Assignment 1 - Learning to implement and Fit KT in Matlab
PROJECT GOAL
To understand a MATLAB implementation of a Bayesian Network model called Knowledge Tracing and demonstrate that knowledge through manipulation of the code and reporting of the inputs and outputs of the code.
If you have any question, please email saadjei@wpi.edu Remember to add CS565 to the subject of the email. This will ensure a quicker response.
This project may be done in pairs.
MATLAB
The project code is written in MATLAB using Kevin Murphy's Bayes Net Toolbox. You will need to download the toolbox from: http://code.google.com/p/bnt/.
A thorough HOWTO is available on that site explaining how the toolbox works in general.
The MATLAB application is installed on most CCC machines and can be installed on your PC via the rivet wpi share.

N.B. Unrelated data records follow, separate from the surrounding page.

//! Ccmd Host - in-memory collaborators for the template engine.
//!
//! [`MemoryPlatform`] and [`MemoryStore`] implement the engine's
//! [`Platform`](ccmd_eval::Platform) and [`Store`](ccmd_eval::Store) traits
//! without any network. They back the `ccmd` command line tool and are
//! handy in tests that need to observe what a template did.
//!
//! A [`Seed`] loads both from one JSON document:
//!
//! ```
//! use ccmd_host::Seed;
//!
//! let seed = Seed::from_json_str(r#"{
//!     "members": [{"id": "42", "username": "nova", "roles": ["vip"]}],
//!     "entries": [{"key": "motd", "value": "hi"}],
//!     "tables": {"scores": [{"user": "42", "points": 10}]}
//! }"#).unwrap();
//! let (platform, store) = seed.into_hosts().unwrap();
//! assert!(platform.member("42").is_some());
//! assert_eq!(store.table_len("scores"), 1);
//! ```

mod platform;
mod seed;
mod store;

pub use platform::{Event, MemoryPlatform};
pub use seed::{EntrySeed, Seed, SeedError};
pub use store::{Entry, MemoryStore};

Instructions for installing BNT and running MATLAB via ssh on a CCC machine:
use your favorite ssh client (such as putty) to ssh to ccc.wpi.edu
download the bnt package to your home directory:
$ wget -nd http://bnt.googlecode.com/files/FullBNT-1.0.7.zip
Unzip the package:
$ unzip FullBNT-1.0.7.zip
Start MATLAB:
$ matlab -nodisplay
Change to the directory of the unzipped BNT package and add all the subdirectories to your path:
>> cd ./bnt/
>> addpath(genpathKPM(pwd));
To run the project code, change directory to the directory that contains your code and then type the function names. Three options for getting the project code into your ccc home directory are:
Map your ccc home directory to a drive on your computer. Use \\filer.wpi.edu\home as the resource and STUDENT\username as the username.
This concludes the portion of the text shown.